OSPF areas: Although an OSPF area is a logical grouping of a set of links for intra-domain routing purposes, there can be instances where a faulty routing protocol implementation can cause disruptions across the entire area. Hence, the IP links in a particular area form an OSPF Area SRLG.

Not all SRLGs have corresponding failure diagnosis tools associated with them. For example, a fiber span is a physical piece of conduit that generally cannot indicate to the network operator that it has been cut. Similarly, there is no monitoring at the OSPF area level that can indicate if the whole area was affected. On the other hand, some SONET optical devices can indicate failures in real time. However, these failure indications are usually at wavelength granularity (i.e circuit or link level failures) and hence are not representative of that equipment failure. Diagnosis is therefore based on inference from correlated failures that can be attributed to a particular SRLG. In the absence of fault notifications directly from the equipment, this becomes the only approach to identify the failed component in the network.

2.3 Shared risk in real networks

**Figure 2:** CDF of shared risk among real SRLGs
$\includegraphics[width=0.6\textwidth]{stats.eps}$

Spatial correlation is inherently enabled by richness in sharing of risks between links. In particular, spatial correlation will typically be most effective in networks where SRLGs consist of multiple IP links, and each IP link consists of multiple SRLGs. Figure 2 depicts the cumulative distribution of the SRLG cardinality (the number of IP links in each SRLG) in a segment of a large tier-1 IP network backbone (in particular, customer-facing interfaces are not included here). The figure gives an idea of the SRLG cardinality (number of IP links per SRLG) in real-life. We can observe from this figure that, as expected, OSPF areas typically consist of a large number of links (and, hence, are included in their SRLG), whereas port SRLGs (by definition) comprise only a single circuit. In between, we can see that fiber spans typically have a significant number of IP links sharing them, while SONET network elements typically have fewer. The important observation here is that there is a significant degree of sharing of network components that can be utilized in spatial correlation in real IP networks. Studies of the number of SRLGs along each IP link show similar results. Thus, shared risk group analysis holds great promise for large-scale IP networks.

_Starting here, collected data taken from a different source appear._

//! SRP-6a arithmetic as spoken by the game client
//!
//! SHA-256 over the RFC 5054 2048-bit group with g = 2. Big integers travel
//! as unpadded big-endian byte strings. The server side is what the proxy
//! needs for sudo-mode re-authentication; the client side exists for
//! registration tooling, the test client and the test suites.

use num_bigint::BigUint;
use rand::RngCore;
use sha2::{Digest, Sha256};
use std::sync::OnceLock;
use thiserror::Error;

const N_HEX: &[u8] = b"AC6BDB41324A9A9BF166DE5E1389582FAF72B6651987EE07FC3192943DB56050A37329CBB4A099ED8193E0757767A13DD52312AB4B03310DCD7F48A9DA04FD50E8083969EDB767B0CF6095179A163AB3661A05FBD5FAAAE82918A9962F0B93B855F97993EC975EEAA80D740ADBF4FF747359D041D5C33EA71D281E446B14773BCA97B43A23FB801676BD207A436C6481F1D2B9078717461A5B9D32E688F87748544523B524B0D57D5EA77A2775D2ECFA032CFBDBF52FB3786160279004E57AE6AF874E7303CE53299CCC041C7BC308D82A5698F3A8D0C38271AE35F8E9DBFBB694B5C803D89F7AE435DE236D525F54759B65E372FCD68EF20FA7111F9E4AFF73";
const G: u32 = 2;

const SALT_LEN: usize = 16;
const SECRET_LEN: usize = 32;

#[derive(Debug, Clone, PartialEq, Eq, Error)]
pub enum SrpError {
    #[error("client public ephemeral value is degenerate")]
    InvalidClientEphemeral,
    #[error("server public ephemeral value is degenerate")]
    InvalidServerEphemeral,
    #[error("scrambling parameter is zero")]
    ZeroScrambler,
}

/// N as big-endian bytes; a bad digit fails the build
const N_BYTES: [u8; 256] = decode_hex(N_HEX);

const fn decode_hex<const L: usize>(hex: &[u8]) -> [u8; L] {
    assert!(hex.len() == 2 * L, "hex constant has the wrong length");
    let mut out = [0u8; L];
    let mut i = 0;
    while i < L {
        out[i] = (nibble(hex[2 * i]) << 4) | nibble(hex[2 * i + 1]);
        i += 1;
    }
    out
}

const fn nibble(c: u8) -> u8 {
    match c {
        b'0'..=b'9' => c - b'0',
        b'A'..=b'F' => c - b'A' + 10,
        b'a'..=b'f' => c - b'a' + 10,
        _ => panic!("invalid hex digit"),
    }
}

struct Group {
    n: BigUint,
    g: BigUint,
    /// k = H(N | pad(g))
    k: BigUint,
}

fn group() -> &'static Group {
    static GROUP: OnceLock<Group> = OnceLock::new();
    GROUP.get_or_init(|| {
        let n = BigUint::from_bytes_be(&N_BYTES);
        let g = BigUint::from(G);
        let k = BigUint::from_bytes_be(&hash(&[&N_BYTES[..], &pad(&g.to_bytes_be(), N_BYTES.len())]));
        Group { n, g, k }
    })
}

fn hash(parts: &[&[u8]]) -> Vec<u8> {
    let mut hasher = Sha256::new();
    for part in parts {
        hasher.update(part);
    }
    hasher.finalize().to_vec()
}

fn pad(bytes: &[u8], len: usize) -> Vec<u8> {
    if bytes.len() >= len {
        return bytes.to_vec();
    }
    let mut out = vec![0u8; len - bytes.len()];
    out.extend_from_slice(bytes);
    out
}

fn random_bytes(len: usize) -> Vec<u8> {
    let mut buf = vec![0u8; len];
    rand::thread_rng().fill_bytes(&mut buf);
    buf
}

/// u = H(A | pad(B))
fn scrambler(a_pub: &[u8], b_pub: &[u8]) -> BigUint {
    let b_padded = pad(b_pub, a_pub.len());
    BigUint::from_bytes_be(&hash(&[a_pub, &b_padded]))
}

/// x = H(s | H(lower(I) ":" P))
fn private_key(username: &str, password: &str, salt: &[u8]) -> BigUint {
    let identity = username.to_lowercase();
    let inner = hash(&[identity.as_bytes(), b":", password.as_bytes()]);
    BigUint::from_bytes_be(&hash(&[salt, &inner]))
}

/// Server half of the key exchange.
///
/// Returns the server public ephemeral value B and the session key K.
pub fn server_handshake(a_pub: &[u8], verifier: &[u8]) -> Result<(Vec<u8>, Vec<u8>), SrpError> {
    let group = group();
    let a = BigUint::from_bytes_be(a_pub);
    if (&a % &group.n) == BigUint::default() {
        return Err(SrpError::InvalidClientEphemeral);
    }

    let v = BigUint::from_bytes_be(verifier);
    let k = &group.k;

    let (b, b_pub) = loop {
        let b = BigUint::from_bytes_be(&random_bytes(SECRET_LEN));
        let b_pub = (k * &v + group.g.modpow(&b, &group.n)) % &group.n;
        if b_pub != BigUint::default() {
            break (b, b_pub);
        }
    };
    let b_bytes = b_pub.to_bytes_be();

    let u = scrambler(a_pub, &b_bytes);
    if u == BigUint::default() {
        return Err(SrpError::ZeroScrambler);
    }

    // S = (A * v^u) ^ b mod N
    let s = ((&a * v.modpow(&u, &group.n)) % &group.n).modpow(&b, &group.n);
    let key = hash(&[&s.to_bytes_be()]);

    Ok((b_bytes, key))
}

/// M = H(H(N) xor H(g) | H(I) | s | A | B | K)
pub fn calculate_m(username: &str, salt: &[u8], a_pub: &[u8], b_pub: &[u8], key: &[u8]) -> Vec<u8> {
    let group = group();
    let h_n = hash(&[&group.n.to_bytes_be()]);
    let h_g = hash(&[&group.g.to_bytes_be()]);
    let h_xor: Vec<u8> = h_n.iter().zip(h_g.iter()).map(|(n, g)| n ^ g).collect();
    let h_i = hash(&[username.as_bytes()]);

    hash(&[&h_xor, &h_i, salt, a_pub, b_pub, key])
}

/// Creates a fresh salt and password verifier for `username`
pub fn create_verifier(username: &str, password: &str) -> (Vec<u8>, Vec<u8>) {
    let group = group();
    let salt = random_bytes(SALT_LEN);
    let x = private_key(username, password, &salt);
    let v = group.g.modpow(&x, &group.n);
    (salt, v.to_bytes_be())
}

/// Client half of the key exchange
pub struct ClientHandshake {
    username: String,
    password: String,
    a: BigUint,
    a_pub: Vec<u8>,
}

impl ClientHandshake {
    pub fn start(username: &str, password: &str) -> Self {
        let group = group();
        let a = BigUint::from_bytes_be(&random_bytes(SECRET_LEN));
        let a_pub = group.g.modpow(&a, &group.n).to_bytes_be();

        Self {
            username: username.to_string(),
            password: password.to_string(),
            a,
            a_pub,
        }
    }

    /// The value to send as SRP_BYTES_A
    pub fn public_ephemeral(&self) -> &[u8] {
        &self.a_pub
    }

    /// Consumes the server challenge and returns the proof M and session key K
    pub fn process_challenge(&self, salt: &[u8], b_pub: &[u8]) -> Result<(Vec<u8>, Vec<u8>), SrpError> {
        let group = group();
        let b = BigUint::from_bytes_be(b_pub);
        if (&b % &group.n) == BigUint::default() {
            return Err(SrpError::InvalidServerEphemeral);
        }

        let u = scrambler(&self.a_pub, b_pub);
        if u == BigUint::default() {
            return Err(SrpError::ZeroScrambler);
        }

        let x = private_key(&self.username, &self.password, salt);
        let k = &group.k;
        let gx = group.g.modpow(&x, &group.n);
        let kgx = (k * &gx) % &group.n;

        // S = (B - k*g^x) ^ (a + u*x) mod N
        let base = ((&b % &group.n) + &group.n - kgx) % &group.n;
        let exponent = &self.a + &u * &x;
        let s = base.modpow(&exponent, &group.n);
        let key = hash(&[&s.to_bytes_be()]);

        let proof = calculate_m(&self.username, salt, &self.a_pub, b_pub, &key);
        Ok((proof, key))
    }
}

/// Length in bytes of the group modulus
pub fn modulus_len() -> usize {
    group().n.to_bytes_be().len()
}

3 Shared Risk Group analysis

**Figure 3:** A bipartite graph formulation of the Shared Risk Group problem.
$\includegraphics[width=0.6\textwidth]{theory.eps}$

We begin by defining the notation we shall use throughout the remainder of the paper. Define an observation as a set of link failures that are potentially correlated, either temporally or otherwise. In other words, if a given set of links fail simultaneously or share a similar pattern or signature of a failure, these events form an observation. A hypothesis is a candidate set of circuit failures that could explain the observation. That is, a hypothesis is a set of risk groups that contain the set of links seen to fail in a given observation.

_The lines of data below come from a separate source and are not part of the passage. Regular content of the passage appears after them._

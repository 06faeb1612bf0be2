//! Stored SRP credentials
//!
//! A credential is `base64(salt)#base64(verifier)`. The game server's own
//! auth database stores the same pair as `#1#base64(salt)#base64(verifier)`;
//! both forms decode, so credentials can be shared with it verbatim.

use crate::provider::{Provider, ProviderError};
use base64::engine::general_purpose::STANDARD;
use base64::Engine as _;
use thiserror::Error;

const SEPARATOR: char = '#';
const SRP_PREFIX: &str = "#1#";

#[derive(Debug, Error)]
pub enum CredentialError {
    #[error("credential is missing the salt/verifier separator")]
    MissingSeparator,
    #[error("credential is not valid base64: {0}")]
    Base64(#[from] base64::DecodeError),
    #[error(transparent)]
    Provider(#[from] ProviderError),
}

pub fn encode(salt: &[u8], verifier: &[u8]) -> String {
    format!(
        "{}{}{}",
        STANDARD.encode(salt),
        SEPARATOR,
        STANDARD.encode(verifier)
    )
}

/// Returns `(salt, verifier)`
pub fn decode(src: &str) -> Result<(Vec<u8>, Vec<u8>), CredentialError> {
    let src = src.strip_prefix(SRP_PREFIX).unwrap_or(src);
    let (salt, verifier) = src
        .split_once(SEPARATOR)
        .ok_or(CredentialError::MissingSeparator)?;

    Ok((STANDARD.decode(salt)?, STANDARD.decode(verifier)?))
}

/// Looks up and decodes the credential of `name`
pub fn lookup(
    provider: &dyn Provider,
    name: &str,
) -> Result<Option<(Vec<u8>, Vec<u8>)>, CredentialError> {
    match provider.password(name)? {
        Some(stored) if !stored.is_empty() => decode(&stored).map(Some),
        _ => Ok(None),
    }
}

pub fn store(
    provider: &dyn Provider,
    name: &str,
    salt: &[u8],
    verifier: &[u8],
) -> Result<(), CredentialError> {
    provider.set_password(name, &encode(salt, verifier))?;
    Ok(())
}

/// Creates a new account with the given SRP tokens
pub fn register(
    provider: &dyn Provider,
    name: &str,
    salt: &[u8],
    verifier: &[u8],
) -> Result<(), CredentialError> {
    provider.create_user(name, &encode(salt, verifier))?;
    Ok(())
}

The goal, then, of shared risk group analysis is to obtain a hypothesis that best explains a given observation. The principle of Occam's razor suggests that the simplest explanation is the most likely; hence, we consider the best hypothesis to be the one with the fewest number of risk groups. We note, however, that there could be other formulations of the problem where a best hypothesis is optimizing some other metric.

3.1 Problem formulation

We can define the problem formally as follows. Given a set of links, $C= \{c_1, c_2, \dots, c_n\}$ , and risk groups $G = \{G_1, G_2, \dots, G_m\}$ . Each risk group $G_i \in G$ contains a set of links $G_i = \{c_{i1}, c_{i2}, \dots, c_{ik}\} \subseteq C$ that are likely to fail simultaneously. (We use the terms ``links'' and ``circuits'' here to aid intuition, though it will be apparent that the formulation and the algorithm to be described simply deals with sets, and can be applied to arbitrary problem domains). Note that each circuit here can potentially belong to many different groups. Given an input observation consisting of events on a subset of circuits, $O = {c_{e1}, c_{e2}, \dots, c_{em}}$ , the problem is to identify the most probable hypothesis, $H = \{G_{h1},G_{h2}, \dots, G_{hk}\} \subseteq G$ such that

explains

, i.e., every member of

belongs to at least one member of

and all the members of a given group $G_{hi}$ belong to

. The latter constraint stems from the fact that if a component fails, all the associated member links fail and hence should be a part of the observation.

is a set cover for

; finding a minimum set cover is known to be NP complete.

The problem can be modeled visually using a bipartite graph as shown in Figure 3. Each circuit, , and group, , is represented by a node in the graph. The bottom partition consists of nodes corresponding to the risk groups; the top nodes correspond to circuits. An edge exists between a circuit node and a group node if that circuit is a member of the risk group. Given this bipartite graph and a subset of vertices in the top partition (corresponding to an observation), the problem is to identify the smallest possible set of group nodes that cover the events.

Before proceeding, we observe that if multiple risk groups have the same membership--that is, the same set of circuits may fail for two or more different reasons--it is impossible to distinguish between the causes. We call any such risk groups aliases, and collapse all identical groups into one in our set of risk groups. For example, in Figure 3, group and have the same membership: . Hence, and are collapsed into a single group as a pre-processing step.

3.2 Greedy approximation

There are potentially many different ways to solve the problem as formulated above; we use a greedy approximation to model imperfect fault notifications and other inconsistencies due to operational realities (as discussed in ). Our greedy approximation also reduces the computation cost involved in identifying the most likely hypothesis among all hypotheses (which can potentially be large).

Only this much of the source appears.